Nail guns are dangerous. Statistics from the Center for Disease Control and Prevention state that nail guns are the leading cause of injury for professional residential carpenters. These professionals account for 37,000 emergency room visits per year because they didn’t practice proper nail gun safety measures.
If experienced professionals are at risk of injury and they use nail guns daily, the average person is also at risk.
There are a lot of safety precautions users can take to help prevent serious injury when using nail guns.
Safety in the Workplace
Contractors and business owners have a duty to protect their workers. There’s a lot that a business can do to prevent potential injuries, and this includes:
New and seasoned employees should be trained on the right way to use nail guns. These individuals will need to know:
- Business guidelines for nail gun usage.
- What equipment to wear.
- How to properly operate a nail gun.
The goal of training not only ensures that the worker knows how to properly use a nail gun, but that the individual is also trained on how to safely use a nail gun.
Employees who don’t follow the information in training are providing a risk to themselves. In the event that an employee improperly uses the nail gun and tries to sue a business for damages, showing proof of training and a violation from the employee may also protect businesses from costly settlements.
Nail Gun Procedures and Protocols
Businesses ought to provide procedures and protocols that all employees must follow when using a nail gun. This legal framework will provide protection to employees and customers to ensure that injuries are kept to a minimum.
Businesses can also make sure that reporting of near incidents are filed to adjust procedures and try to lower the risk of future injuries.
General Nail Gun Safety Measures
General safety measures are needed by both professionals and homeowners using a nail gun. The inherent danger of a nail gun requires first and foremost that a person have protective equipment when using a nail gun.
The protective equipment recommended includes:
- Safety goggles with an ANSI Z87.1 rating.
- Hard hats.
This is the equipment recommended by OSHA, but heavy-duty gloves are also recommended, especially when trying to remove jams.
Jam Safety Measures
Nail jams are common, and clearing a jam can lead to a premature discharge and serious injury. When clearing a jam, it’s important to:
- Face the barrel away from the body.
- Wear the recommended equipment above.
- Remove the nail gun’s power source.
- Try and locate a release lever.
- Never try to remove a jammed nail with your fingers.
If a jam is present, don’t try to remove the jam with your fingers. Needle nose pliers are the right choice to try and remove the nail.

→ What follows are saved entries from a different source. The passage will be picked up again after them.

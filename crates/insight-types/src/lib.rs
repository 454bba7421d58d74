//! # Insight Types
//!
//! Configuration models and response envelopes for Insight Gateway.
//!
//! - **`error`** - Typed configuration errors
//! - **`models`** - Gateway and landing build configuration, error envelopes
//!
//! ## Architecture Role
//!
//! `insight-types` sits at the bottom of the dependency graph:
//!
//! ```text
//!        insight-types (this crate)
//!                │
//!                ▼
//!          insight-core
//!                │
//!                ▼
//!         insight-server
//! ```

pub mod error;
pub mod models;

pub use error::ConfigError;
pub use models::{
    ConnectionTestError, ErrorDetailsEnvelope, ErrorEnvelope, GatewayConfig, HealthErrorEnvelope,
    LandingConfig,
};
#[async_trait]
impl SystemActuator for ShellSystemActuator {
    async fn reboot(&self) -> bool {
        Self::run(&self.reboot_command).await
    }

    async fn restart_agent(&self) -> bool {
        Self::run(&self.restart_command).await
    }
}

/// State carried at the engine level while a [`WorkflowHandle`] is checked
/// out to a worker task for the duration of a handler operation. Lets
/// ingress classification keep reading/writing cancellation state without
/// waiting for the in-flight operation to finish.
struct CheckedOutSummary {
    deployment_id: String,
    retry_token: Option<String>,
    cancellation_kind: CancellationKind,
    cancel_requested: Arc<std::sync::atomic::AtomicBool>,
    pending_replacement: Option<Box<WorkflowHandle>>,
}

impl CheckedOutSummary {
    fn take_from(handle: &mut WorkflowHandle) -> Self {
        Self {
            deployment_id: handle.deployment_id.clone(),
            retry_token: handle.retry_token.clone(),
            cancellation_kind: handle.cancellation_kind,
            cancel_requested: Arc::clone(&handle.cancel_requested),
            pending_replacement: handle.pending_replacement.take(),
        }
    }

    fn restore_onto(self, handle: &mut WorkflowHandle) {
        handle.retry_token = self.retry_token;
        handle.cancellation_kind = self.cancellation_kind;
        handle.pending_replacement = self.pending_replacement;
    }
}

struct EngineInner {
    current: Option<WorkflowHandle>,
    checked_out: Option<CheckedOutSummary>,
    last_completed_workflow_id: Option<String>,
    last_goal_payload: Option<DesiredStatePayload>,
    system_reboot_in_progress: bool,
    system_restart_in_progress: bool,
}

impl EngineInner {
    fn new() -> Self {
        Self {
            current: None,
            checked_out: None,
            last_completed_workflow_id: None,
            last_goal_payload: None,
            system_reboot_in_progress: false,
            system_restart_in_progress: false,
        }
    }
}

struct CompletionEvent {
    step: WorkflowStep,
    handle: WorkflowHandle,
    result: HandlerResult,
}

/// The deployment-workflow engine (spec.md §4.1).
///
/// Owned behind an `Arc` so the completion loop ([`WorkflowEngine::run`])
/// and ingress entry points can share it across tasks; construct with
/// [`WorkflowEngine::new`] and spawn `run` once at startup.
pub struct WorkflowEngine {
    inner: Mutex<EngineInner>,
    extension: Arc<dyn ExtensionManager>,
    handler: Arc<dyn Handler>,
    actuator: Arc<dyn SystemActuator>,
    settings: Settings,
    completion_tx: mpsc::UnboundedSender<CompletionEvent>,
    completion_rx: Mutex<mpsc::UnboundedReceiver<CompletionEvent>>,
}
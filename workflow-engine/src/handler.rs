/*
 * SPDX-FileCopyrightText: Copyright 2024 LG Electronics Inc.
 * SPDX-License-Identifier: Apache-2.0
 */

//! The abstract handler contract consumed by the engine and the step
//! orchestrator (spec.md §4.4).

use async_trait::async_trait;

use crate::handle::WorkflowHandle;
use crate::types::HandlerResult;

/// A handler's declared contract version. The engine refuses to dispatch to
/// a handler whose version it does not recognise (spec.md §4.4).
#[derive(Debug, Clone, Copy, PartialEq, Eq)]
pub struct ContractVersion(pub u32);

/// The only contract version this engine knows how to drive.
pub const SUPPORTED_CONTRACT_VERSION: ContractVersion = ContractVersion(1);

/// A capability provider keyed by update-type name (spec.md §4.4, glossary).
///
/// Every operation may read and write the given [`WorkflowHandle`]: its
/// sandbox path, selected components, and per-step handler properties are
/// inputs; reboot/restart-required flags and `result_details` are the
/// permitted side effects. Operations are `async` and are always awaited to
/// a terminal [`HandlerResult`] — there is no synchronous/asynchronous
/// completion-callback duality (see `SPEC_FULL.md`, "uniform event-delivery
/// model").
///
/// A conformant handler polls [`WorkflowHandle::is_cancel_requested`] at
/// progress-safe points and returns a cancelled result as soon as practical;
/// there is no hard deadline and the engine never aborts the future.
#[async_trait]
pub trait Handler: Send + Sync {
    fn contract_version(&self) -> ContractVersion;

    async fn is_installed(&self, handle: &mut WorkflowHandle) -> HandlerResult;
    async fn download(&self, handle: &mut WorkflowHandle) -> HandlerResult;
    async fn backup(&self, handle: &mut WorkflowHandle) -> HandlerResult;
    async fn install(&self, handle: &mut WorkflowHandle) -> HandlerResult;
    async fn apply(&self, handle: &mut WorkflowHandle) -> HandlerResult;
    async fn restore(&self, handle: &mut WorkflowHandle) -> HandlerResult;
    async fn cancel(&self, handle: &WorkflowHandle) -> HandlerResult;
}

Use Full Sequential Triggers
Full sequential triggers are the safest option, reducing risk of unintentional nails discharging and causing injuries. When possible, choose a nail gun that offers a full sequential trigger as an option if it’s not the standard setting of the gun.
General Safety Advice
General safety tips can go a long way in ensuring a person’s safety when using nail guns. The general safety tips recommended by professionals and OSHA are:
- Never bypass the gun’s safety measures, such as removing safety contact springs or bypassing measures that require the trigger to be repeatedly squeezed. Never tamper with a gun’s safety or try to remove the safety measures recommended by the gun’s manufacturer.

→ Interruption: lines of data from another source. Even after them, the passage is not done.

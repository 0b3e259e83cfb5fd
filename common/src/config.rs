/*
* SPDX-FileCopyrightText: Copyright 2024 LG Electronics Inc.
* SPDX-License-Identifier: Apache-2.0
*/
use serde::Deserialize;
use std::sync::OnceLock;

static SETTINGS: OnceLock<Settings> = OnceLock::new();

/// Process-wide configuration surface for the workflow engine (spec.md §6).
///
/// Loaded once at startup and treated as immutable for the lifetime of the
/// process, mirroring how `statemanager`/`filtergateway` read their own
/// `/etc/piccolo/settings.yaml` once via `config::Config` and cache the
/// result behind a `OnceLock`.
#[derive(Debug, Clone, Deserialize)]
pub struct Settings {
    /// Base directory under which per-deployment sandbox folders are created.
    pub downloads_base: String,
    /// Directory the extension manager scans for handler plugins.
    pub handler_extensions_dir: String,
    /// Shell command invoked to request a device reboot.
    pub reboot_command: String,
    /// Shell command invoked to request an agent restart.
    pub restart_command: String,
}

fn default_settings() -> Settings {
    Settings {
        downloads_base: String::from("/var/lib/update-agent/downloads"),
        handler_extensions_dir: String::from("/etc/update-agent/handlers"),
        reboot_command: String::from("/sbin/reboot"),
        restart_command: String::from("systemctl restart update-agent"),
    }
}

fn load_settings() -> Settings {
    let settings = config::Config::builder()
        .add_source(config::File::with_name("/etc/update-agent/settings.yaml").required(false))
        .build();

    match settings {
        Ok(result) => result
            .try_deserialize::<Settings>()
            .unwrap_or_else(|_| default_settings()),
        Err(_) => default_settings(),
    }
}

/// Returns the process-wide settings, loading them on first access.
pub fn get_settings() -> &'static Settings {
    SETTINGS.get_or_init(load_settings)
}
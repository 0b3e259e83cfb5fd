/*
 * SPDX-FileCopyrightText: Copyright 2024 LG Electronics Inc.
 * SPDX-License-Identifier: Apache-2.0
 */

//! Per-deployment sandbox directory management (spec.md §5 "Resource policy",
//! §6 "Sandbox layout").

use std::path::{Path, PathBuf};
use tracing::{debug, warn};

/// `<downloads_base>/<deployment_id>`.
pub fn path_for(downloads_base: &Path, deployment_id: &str) -> PathBuf {
    downloads_base.join(deployment_id)
}

/// Destroys one sandbox directory, tolerating it already being gone.
pub async fn destroy(path: &Path) -> anyhow::Result<()> {
    match tokio::fs::remove_dir_all(path).await {
        Ok(()) => {
            debug!(path = %path.display(), "sandbox destroyed");
            Ok(())
        }
        Err(e) if e.kind() == std::io::ErrorKind::NotFound => Ok(()),
        Err(e) => Err(e.into()),
    }
}

/// Destroys every sibling of `keep_id` under `downloads_base`.
///
/// Called on every fresh `ProcessDeployment` (spec.md §4.1 "Action handling")
/// to clean up directories left behind by a prior run; the current
/// deployment's own sandbox is preserved since it may hold resumed payloads.
pub async fn cleanup_stale(downloads_base: &Path, keep_id: &str) -> anyhow::Result<()> {
    let mut entries = match tokio::fs::read_dir(downloads_base).await {
        Ok(entries) => entries,
        Err(e) if e.kind() == std::io::ErrorKind::NotFound => return Ok(()),
        Err(e) => return Err(e.into()),
    };

    while let Some(entry) = entries.next_entry().await? {
        if entry.file_name() == std::ffi::OsStr::new(keep_id) {
            continue;
        }
        let path = entry.path();
        if let Err(e) = destroy(&path).await {
            warn!(path = %path.display(), error = %e, "failed to clean up stale sandbox");
        }
    }
    Ok(())
}

#[cfg(test)]
mod tests {
    use super::*;
    use tempfile::tempdir;

    #[tokio::test]
    async fn path_for_joins_base_and_id() {
        let base = Path::new("/var/lib/update-agent/downloads");
        assert_eq!(
            path_for(base, "acme.cam.1.0.0"),
            PathBuf::from("/var/lib/update-agent/downloads/acme.cam.1.0.0")
        );
    }

    #[tokio::test]
    async fn cleanup_stale_removes_siblings_but_keeps_current() {
        let base = tempdir().unwrap();
        let current = base.path().join("current-id");
        let stale_a = base.path().join("stale-a");
        let stale_b = base.path().join("stale-b");
        tokio::fs::create_dir_all(&current).await.unwrap();
        tokio::fs::create_dir_all(&stale_a).await.unwrap();
        tokio::fs::create_dir_all(&stale_b).await.unwrap();

        cleanup_stale(base.path(), "current-id").await.unwrap();

        assert!(current.exists());
        assert!(!stale_a.exists());
        assert!(!stale_b.exists());
    }

    #[tokio::test]
    async fn cleanup_stale_tolerates_missing_base_dir() {
        let base = tempdir().unwrap();
        let missing = base.path().join("does-not-exist");
        cleanup_stale(&missing, "current-id").await.unwrap();
    }

    #[tokio::test]
    async fn destroy_tolerates_already_absent_directory() {
        let base = tempdir().unwrap();
        let missing = base.path().join("gone");
        destroy(&missing).await.unwrap();
    }
}
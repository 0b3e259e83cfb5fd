/*
 * SPDX-FileCopyrightText: Copyright 2024 LG Electronics Inc.
 * SPDX-License-Identifier: Apache-2.0
 */

//! Deployment workflow engine and step orchestrator for the on-device
//! update agent: ingress classification, the coarse-grained deployment
//! state machine, and the `"steps:1"` step orchestrator that drives
//! per-component handlers (spec.md §2–§4).

pub mod dispatch;
pub mod engine;
pub mod extension;
pub mod handle;
pub mod handler;
pub mod manifest;
pub mod retry;
pub mod sandbox;
pub mod steps_handler;
pub mod types;

pub use engine::{ShellSystemActuator, SystemActuator, WorkflowEngine};
pub use extension::{DownloadOptions, ExtensionManager, StateReport};
pub use handle::{HandleKind, WorkflowHandle};
pub use handler::{ContractVersion, Handler, SUPPORTED_CONTRACT_VERSION};
pub use manifest::{DesiredStatePayload, FileEntity, Manifest, ManifestStep, UpdateId};
pub use types::{CancellationKind, DeploymentState, HandlerResult, ResultCode, UpdateAction, WorkflowStep};
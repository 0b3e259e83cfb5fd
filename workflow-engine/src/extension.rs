/*
 * SPDX-FileCopyrightText: Copyright 2024 LG Electronics Inc.
 * SPDX-License-Identifier: Apache-2.0
 */

//! The extension collaborator interface (spec.md §4.5): the four pluggable
//! boundaries the engine depends on but does not implement.

use async_trait::async_trait;
use std::sync::Arc;

use crate::handle::WorkflowHandle;
use crate::handler::Handler;
use crate::manifest::{FileEntity, UpdateId};
use crate::types::{DeploymentState, HandlerResult};

/// Per-call knobs for [`ExtensionManager::download_file`].
#[derive(Debug, Clone, Default)]
pub struct DownloadOptions {
    pub force_full_download: bool,
}

/// A state/result report pushed to the cloud transport (spec.md §4.5, §6
/// "Outbound state report").
#[derive(Debug, Clone)]
pub struct StateReport<'a> {
    pub deployment_id: &'a str,
    pub state: DeploymentState,
    pub result: Option<HandlerResult>,
    pub installed_update_id: Option<UpdateId>,
}

/// The four pluggable boundaries outside the engine's core (spec.md §4.5).
///
/// The extension loader/registry behind `load_content_handler`, the
/// component enumerator behind `select_components`, the cloud transport
/// behind `report_state_and_result`, and the download pipeline behind
/// `download_file` are all out of scope for this crate (spec.md §1) — this
/// trait is their interface boundary only.
#[async_trait]
pub trait ExtensionManager: Send + Sync {
    /// Returns a handler instance by update-type name (e.g. `"apt:1"`,
    /// `"script:1"`). Lifetime is owned by the extension manager.
    async fn load_content_handler(&self, update_type: &str) -> anyhow::Result<Arc<dyn Handler>>;

    /// Downloads one file into the workflow's sandbox.
    async fn download_file(
        &self,
        file: &FileEntity,
        handle: &WorkflowHandle,
        options: &DownloadOptions,
    ) -> anyhow::Result<()>;

    /// Returns the subset of enumerated components matching `selector`, or
    /// an empty array if no enumerator is registered or none match.
    async fn select_components(&self, selector: &serde_json::Value) -> anyhow::Result<serde_json::Value>;

    /// Pushes a state/result payload to the cloud transport. `false` signals
    /// a transport-level failure; the engine treats that as cause to set the
    /// handle to `Failed` (spec.md §7 "Recovery policy").
    async fn report_state_and_result(&self, report: StateReport<'_>) -> bool;

    /// Periodic cooperative tick forwarded from [`crate::engine::WorkflowEngine::do_work`]
    /// (spec.md §4.1). Used by polling-style handlers (e.g. a download
    /// manager checking transfer progress); a no-op by default.
    async fn do_work(&self) -> anyhow::Result<()> {
        Ok(())
    }
}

- Never keep fingers on the trigger when holding the gun unless the intent is to drive a nail. This includes keeping fingers off the trigger during general carry, too.

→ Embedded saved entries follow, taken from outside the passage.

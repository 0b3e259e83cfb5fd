/*
 * SPDX-FileCopyrightText: Copyright 2024 LG Electronics Inc.
 * SPDX-License-Identifier: Apache-2.0
 */

//! Closed enumerations and result records for the deployment state machine
//! (spec.md §3 "Deployment state" and §7 "Error handling design").

use serde::{Deserialize, Serialize};

/// One of the closed set of states a workflow reports to the cloud.
///
/// There is no explicit `ApplySucceeded` — a successful Apply returns to
/// [`DeploymentState::Idle`] (spec.md §3).
#[derive(Debug, Clone, Copy, PartialEq, Eq, Hash, Serialize, Deserialize)]
pub enum DeploymentState {
    Idle,
    DeploymentInProgress,
    DownloadStarted,
    DownloadSucceeded,
    BackupStarted,
    BackupSucceeded,
    InstallStarted,
    InstallSucceeded,
    ApplyStarted,
    RestoreStarted,
    Failed,
}

/// The closed set of workflow steps a [`crate::handle::WorkflowHandle`] can be at.
#[derive(Debug, Clone, Copy, PartialEq, Eq, Hash, Serialize, Deserialize)]
pub enum WorkflowStep {
    Undefined,
    ProcessDeployment,
    Download,
    Backup,
    Install,
    Apply,
    Restore,
}

/// Why the current deployment's in-flight operation is being cancelled.
#[derive(Debug, Clone, Copy, PartialEq, Eq, Hash, Serialize, Deserialize)]
pub enum CancellationKind {
    None,
    /// An explicit cloud cancel action.
    Normal,
    /// A new deployment supersedes the current one.
    Replacement,
    /// Same deployment id, new retry token.
    Retry,
    /// The enumerated component set changed mid-flight.
    ComponentChanged,
}

/// The action carried on an inbound desired-state payload (spec.md §6).
#[derive(Debug, Clone, Copy, PartialEq, Eq, Serialize, Deserialize)]
pub enum UpdateAction {
    Undefined,
    ProcessDeployment,
    Cancel,
}

impl UpdateAction {
    /// Maps the wire-level action code (`0`, `255`, anything else) to the enum.
    pub fn from_wire(code: i32) -> Self {
        match code {
            0 => UpdateAction::Undefined,
            255 => UpdateAction::Cancel,
            _ => UpdateAction::ProcessDeployment,
        }
    }
}

/// The result-code families of spec.md §7.
///
/// `DownloadInProgress` is part of the closed enumeration for completeness
/// (and so a handler can report provisional progress) but the engine's own
/// completion routing never receives it: per `SPEC_FULL.md`'s ambient-logging
/// section, every `Handler` operation is `async` and is always awaited to a
/// terminal outcome rather than returning a synchronous in-progress marker.
#[derive(Debug, Clone, Copy, PartialEq, Eq, Serialize, Deserialize)]
pub enum ResultCode {
    GenericFailure,

    DownloadSuccess,
    DownloadInProgress,
    DownloadSkipped,
    DownloadHandlerSkip,
    DownloadRequireFullDownload,

    InstallSuccess,
    InstallSkippedAlreadyInstalled,
    InstallSkippedNoMatchingComponents,
    InstallRebootRequiredImmediate,
    InstallRebootRequiredDeferred,
    InstallRestartRequiredImmediate,
    InstallRestartRequiredDeferred,

    ApplySuccess,
    ApplyRebootRequired,
    ApplyRestartRequired,

    CancelSuccess,
    CancelUnableToCancel,
    /// Reporting-only code: substituted by the engine when a `Normal`
    /// cancellation completes, regardless of the operation's own failure
    /// code (spec.md §4.1 "Failure with cancel_requested" / `Normal` case).
    Cancelled,

    IsInstalledInstalled,
    IsInstalledNotInstalled,
}

impl ResultCode {
    /// The numeric code in the band the family belongs to (spec.md §7).
    pub fn code(self) -> u32 {
        match self {
            ResultCode::GenericFailure => 0,
            ResultCode::DownloadSuccess => 500,
            ResultCode::DownloadInProgress => 501,
            ResultCode::DownloadSkipped => 502,
            ResultCode::DownloadHandlerSkip => 503,
            ResultCode::DownloadRequireFullDownload => 504,
            ResultCode::InstallSuccess => 600,
            ResultCode::InstallSkippedAlreadyInstalled => 601,
            ResultCode::InstallSkippedNoMatchingComponents => 602,
            ResultCode::InstallRebootRequiredImmediate => 603,
            ResultCode::InstallRebootRequiredDeferred => 604,
            ResultCode::InstallRestartRequiredImmediate => 605,
            ResultCode::InstallRestartRequiredDeferred => 606,
            ResultCode::ApplySuccess => 700,
            ResultCode::ApplyRebootRequired => 701,
            ResultCode::ApplyRestartRequired => 702,
            ResultCode::CancelSuccess => 800,
            ResultCode::CancelUnableToCancel => 801,
            ResultCode::Cancelled => 802,
            ResultCode::IsInstalledInstalled => 900,
            ResultCode::IsInstalledNotInstalled => 901,
        }
    }

    /// Whether this code represents a terminal success for dispatch routing.
    ///
    /// `IsInstalledNotInstalled` and `CancelUnableToCancel` are legitimate,
    /// non-error outcomes of their respective operations but are not
    /// "success" in the sense the action dispatch table cares about (they
    /// never flow through [`crate::dispatch::row_for`]'s success arm).
    pub fn is_success(self) -> bool {
        matches!(
            self,
            ResultCode::DownloadSuccess
                | ResultCode::DownloadSkipped
                | ResultCode::DownloadHandlerSkip
                | ResultCode::InstallSuccess
                | ResultCode::InstallSkippedAlreadyInstalled
                | ResultCode::InstallSkippedNoMatchingComponents
                | ResultCode::InstallRebootRequiredImmediate
                | ResultCode::InstallRebootRequiredDeferred
                | ResultCode::InstallRestartRequiredImmediate
                | ResultCode::InstallRestartRequiredDeferred
                | ResultCode::ApplySuccess
                | ResultCode::ApplyRebootRequired
                | ResultCode::ApplyRestartRequired
                | ResultCode::CancelSuccess
                | ResultCode::IsInstalledInstalled
        )
    }
}

/// A 32-bit error space banded per subsystem (spec.md §7).
pub mod extended_code {
    /// Band prefix occupies the top byte; the low 24 bits are subsystem-local.
    const LOCAL_MASK: u32 = 0x00FF_FFFF;

    pub const BAND_ENGINE: u32 = 0x01 << 24;
    pub const BAND_STEPS: u32 = 0x02 << 24;
    pub const BAND_SCRIPT: u32 = 0x03 << 24;
    pub const BAND_DOWNLOAD: u32 = 0x04 << 24;

    /// Combines a band prefix with a subsystem-local code.
    pub const fn make(band: u32, local: u32) -> u32 {
        band | (local & LOCAL_MASK)
    }

    /// Engine-band code reported when a handler's contract version is not recognised.
    pub const CONTRACT_VERSION_UNSUPPORTED: u32 = make(BAND_ENGINE, 1);
    /// Engine-band code substituted into a handler's failure when cooperative
    /// cancellation was requested.
    pub const CANCELLED: u32 = make(BAND_ENGINE, 2);
    /// Steps-band code reported when a reference step's detached manifest
    /// could not be parsed.
    pub const STEPS_DETACHED_MANIFEST_INVALID: u32 = make(BAND_STEPS, 1);
}

/// The full result of a handler operation (spec.md §4.4 "Output").
#[derive(Debug, Clone, PartialEq, Serialize, Deserialize)]
pub struct HandlerResult {
    pub result_code: ResultCode,
    pub extended_result_code: u32,
    pub result_details: String,
}

impl HandlerResult {
    pub fn success(result_code: ResultCode) -> Self {
        Self {
            result_code,
            extended_result_code: 0,
            result_details: String::new(),
        }
    }

    pub fn failure(extended_result_code: u32, result_details: impl Into<String>) -> Self {
        Self {
            result_code: ResultCode::GenericFailure,
            extended_result_code,
            result_details: result_details.into(),
        }
    }

    pub fn is_success(&self) -> bool {
        self.result_code.is_success()
    }
}

impl Default for HandlerResult {
    fn default() -> Self {
        Self {
            result_code: ResultCode::GenericFailure,
            extended_result_code: 0,
            result_details: String::new(),
        }
    }
}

- Never use a non-dominant hand to use a nail gun.
- Always keep the manufacturer’s safety warnings and labels on the nail gun.
- Always check the unit’s power supply to ensure that adequate power is supplied to the nail gun before usage. Malfunctioning guns or guns that need to be repaired should not be used until it’s verified that the item has been returned to proper working condition.
- Always make sure that the power source has been disconnected when the unit is not in operation, nails are being cleared when a jam occurs or when performing maintenance on the unit.
- Keep hands at least 12 inches away from the tip of the nailer at all times.
- Keep the unit facing away from the body at all times when in operation.
- Read through the manufacturer’s provided instruction and safety manual so that the nail gun is always operated properly and as the manufacturer intended.
The users should examine the wood to ensure that no knots are present and that the nail can be driven through the wood safely. Nails should be driven in wood only when the tip of the nail gun is flush against the surface and never at an angle.
If the surface is too difficult to reach, use a hammer instead. It’s better to use a hammer and your dominant hand to ensure safety rather than use a nail gun. Recoil can also cause injuries, and the option that users have when working at face height is to reposition or use a hammer when working at head or face height.
The readjustment can help increase the safety of the user.
Nailing into a surface also requires diligence. There have been accounts where a person has tried to drive a nail into a pipe on accident or hit a gas line while using a nail gun. Ensure that the surface where the nail is being driven is safe and secure. The extra safety measure can keep a home or building from suffering additional damage and prevent potential injuries to the user.
Nail guns must have their power source removed or turned off when climbing up a ladder or when passing the unit to another person.
Trips and falls when using a nail gun can lead to extreme injuries. Move safely around obstacles and clear the workspace to ensure that no unforeseen accidents cause a nail to be driven into the body.
Always keep nail guns away from children and remove any excess nails when storing for a long period of time.